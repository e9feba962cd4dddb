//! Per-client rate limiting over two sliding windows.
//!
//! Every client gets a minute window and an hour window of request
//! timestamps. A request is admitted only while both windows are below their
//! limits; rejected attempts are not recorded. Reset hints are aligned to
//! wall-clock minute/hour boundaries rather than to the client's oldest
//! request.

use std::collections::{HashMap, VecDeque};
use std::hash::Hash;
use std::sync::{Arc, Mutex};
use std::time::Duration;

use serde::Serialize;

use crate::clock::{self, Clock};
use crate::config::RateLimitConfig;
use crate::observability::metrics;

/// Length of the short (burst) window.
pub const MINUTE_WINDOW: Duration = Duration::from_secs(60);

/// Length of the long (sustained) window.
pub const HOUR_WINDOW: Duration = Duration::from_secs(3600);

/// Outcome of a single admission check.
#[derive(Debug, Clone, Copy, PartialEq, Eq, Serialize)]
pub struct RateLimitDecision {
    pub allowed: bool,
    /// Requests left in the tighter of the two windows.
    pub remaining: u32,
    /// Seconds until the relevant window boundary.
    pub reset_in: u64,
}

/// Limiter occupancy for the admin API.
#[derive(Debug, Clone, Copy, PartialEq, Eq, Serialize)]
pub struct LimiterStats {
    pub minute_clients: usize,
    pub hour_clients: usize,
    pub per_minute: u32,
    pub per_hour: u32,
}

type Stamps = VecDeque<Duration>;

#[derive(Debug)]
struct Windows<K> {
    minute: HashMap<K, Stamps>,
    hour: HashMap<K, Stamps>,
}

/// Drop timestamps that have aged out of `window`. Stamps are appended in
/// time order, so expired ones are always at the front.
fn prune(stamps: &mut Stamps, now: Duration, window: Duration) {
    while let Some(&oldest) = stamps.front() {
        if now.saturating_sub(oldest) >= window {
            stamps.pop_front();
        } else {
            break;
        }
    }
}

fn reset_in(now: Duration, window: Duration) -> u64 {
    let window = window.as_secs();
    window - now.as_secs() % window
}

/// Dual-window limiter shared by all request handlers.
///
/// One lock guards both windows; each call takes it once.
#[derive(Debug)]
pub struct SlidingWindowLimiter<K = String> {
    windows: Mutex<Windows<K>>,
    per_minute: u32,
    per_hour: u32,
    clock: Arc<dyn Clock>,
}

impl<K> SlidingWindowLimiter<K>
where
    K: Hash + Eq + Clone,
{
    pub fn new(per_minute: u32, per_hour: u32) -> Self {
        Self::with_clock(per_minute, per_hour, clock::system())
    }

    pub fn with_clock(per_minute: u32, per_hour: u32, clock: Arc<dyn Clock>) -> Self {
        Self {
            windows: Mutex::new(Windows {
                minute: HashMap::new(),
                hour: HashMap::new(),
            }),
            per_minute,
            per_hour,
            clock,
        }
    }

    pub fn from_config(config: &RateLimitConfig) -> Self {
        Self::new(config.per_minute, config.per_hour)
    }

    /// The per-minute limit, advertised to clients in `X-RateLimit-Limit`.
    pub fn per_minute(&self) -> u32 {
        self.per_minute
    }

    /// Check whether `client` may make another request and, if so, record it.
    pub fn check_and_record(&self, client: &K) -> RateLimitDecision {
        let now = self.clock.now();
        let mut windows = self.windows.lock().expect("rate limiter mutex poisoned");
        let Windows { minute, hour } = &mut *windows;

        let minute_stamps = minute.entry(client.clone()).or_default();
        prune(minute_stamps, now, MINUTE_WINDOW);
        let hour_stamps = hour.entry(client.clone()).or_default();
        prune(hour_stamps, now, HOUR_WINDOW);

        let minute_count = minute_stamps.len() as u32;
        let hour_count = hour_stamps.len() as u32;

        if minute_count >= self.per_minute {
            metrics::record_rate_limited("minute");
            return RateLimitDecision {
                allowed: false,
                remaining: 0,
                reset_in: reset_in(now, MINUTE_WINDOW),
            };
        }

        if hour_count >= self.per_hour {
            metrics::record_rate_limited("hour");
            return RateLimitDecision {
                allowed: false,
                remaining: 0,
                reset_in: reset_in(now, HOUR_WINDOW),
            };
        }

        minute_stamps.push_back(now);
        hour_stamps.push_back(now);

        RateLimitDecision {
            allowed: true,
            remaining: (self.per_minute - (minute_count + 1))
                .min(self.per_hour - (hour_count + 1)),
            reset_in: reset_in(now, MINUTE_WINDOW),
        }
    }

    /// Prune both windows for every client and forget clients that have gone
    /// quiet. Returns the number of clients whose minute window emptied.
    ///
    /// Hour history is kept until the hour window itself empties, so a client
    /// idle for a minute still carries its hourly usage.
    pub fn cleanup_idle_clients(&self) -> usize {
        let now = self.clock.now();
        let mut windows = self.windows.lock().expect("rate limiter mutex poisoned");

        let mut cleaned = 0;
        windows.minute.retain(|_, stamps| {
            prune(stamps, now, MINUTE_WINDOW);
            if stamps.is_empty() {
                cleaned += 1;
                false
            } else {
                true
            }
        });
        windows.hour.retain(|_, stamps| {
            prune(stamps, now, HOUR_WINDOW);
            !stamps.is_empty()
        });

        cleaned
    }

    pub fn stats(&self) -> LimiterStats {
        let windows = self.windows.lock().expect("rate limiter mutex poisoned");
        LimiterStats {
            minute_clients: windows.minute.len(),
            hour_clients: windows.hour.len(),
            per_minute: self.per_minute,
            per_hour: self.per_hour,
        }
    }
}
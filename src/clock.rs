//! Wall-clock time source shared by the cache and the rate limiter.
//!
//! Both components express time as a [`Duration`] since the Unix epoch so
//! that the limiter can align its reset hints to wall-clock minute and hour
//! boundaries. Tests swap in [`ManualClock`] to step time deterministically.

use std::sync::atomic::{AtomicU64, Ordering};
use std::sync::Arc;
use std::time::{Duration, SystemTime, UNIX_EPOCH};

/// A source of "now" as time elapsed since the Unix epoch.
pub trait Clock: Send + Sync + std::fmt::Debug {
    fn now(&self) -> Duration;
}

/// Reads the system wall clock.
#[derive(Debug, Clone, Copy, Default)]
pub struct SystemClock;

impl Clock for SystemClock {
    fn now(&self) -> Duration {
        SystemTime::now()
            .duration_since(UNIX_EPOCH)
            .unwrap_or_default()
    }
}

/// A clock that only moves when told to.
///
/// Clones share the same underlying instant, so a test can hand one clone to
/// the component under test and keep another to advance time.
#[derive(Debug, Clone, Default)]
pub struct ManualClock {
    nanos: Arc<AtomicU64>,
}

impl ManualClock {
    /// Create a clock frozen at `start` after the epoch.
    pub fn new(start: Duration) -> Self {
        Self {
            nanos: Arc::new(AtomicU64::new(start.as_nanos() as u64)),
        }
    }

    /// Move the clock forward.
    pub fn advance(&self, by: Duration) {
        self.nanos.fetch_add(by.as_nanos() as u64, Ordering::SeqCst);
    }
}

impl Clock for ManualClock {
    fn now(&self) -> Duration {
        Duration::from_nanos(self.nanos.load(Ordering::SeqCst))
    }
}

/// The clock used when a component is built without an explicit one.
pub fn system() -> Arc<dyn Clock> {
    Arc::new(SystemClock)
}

◇ ◇ ◇ ◇

- _Task prompt_
Give back, unchanged, the run of lines in the listing above that begins at the line containing "short (burst) window." and ends at the line containing "the admin API.", both included.

- _Completed exercise_
/// Length of the short (burst) window.
pub const MINUTE_WINDOW: Duration = Duration::from_secs(60);

/// Length of the long (sustained) window.
pub const HOUR_WINDOW: Duration = Duration::from_secs(3600);

/// Outcome of a single admission check.
#[derive(Debug, Clone, Copy, PartialEq, Eq, Serialize)]
pub struct RateLimitDecision {
    pub allowed: bool,
    /// Requests left in the tighter of the two windows.
    pub remaining: u32,
    /// Seconds until the relevant window boundary.
    pub reset_in: u64,
}

/// Limiter occupancy for the admin API.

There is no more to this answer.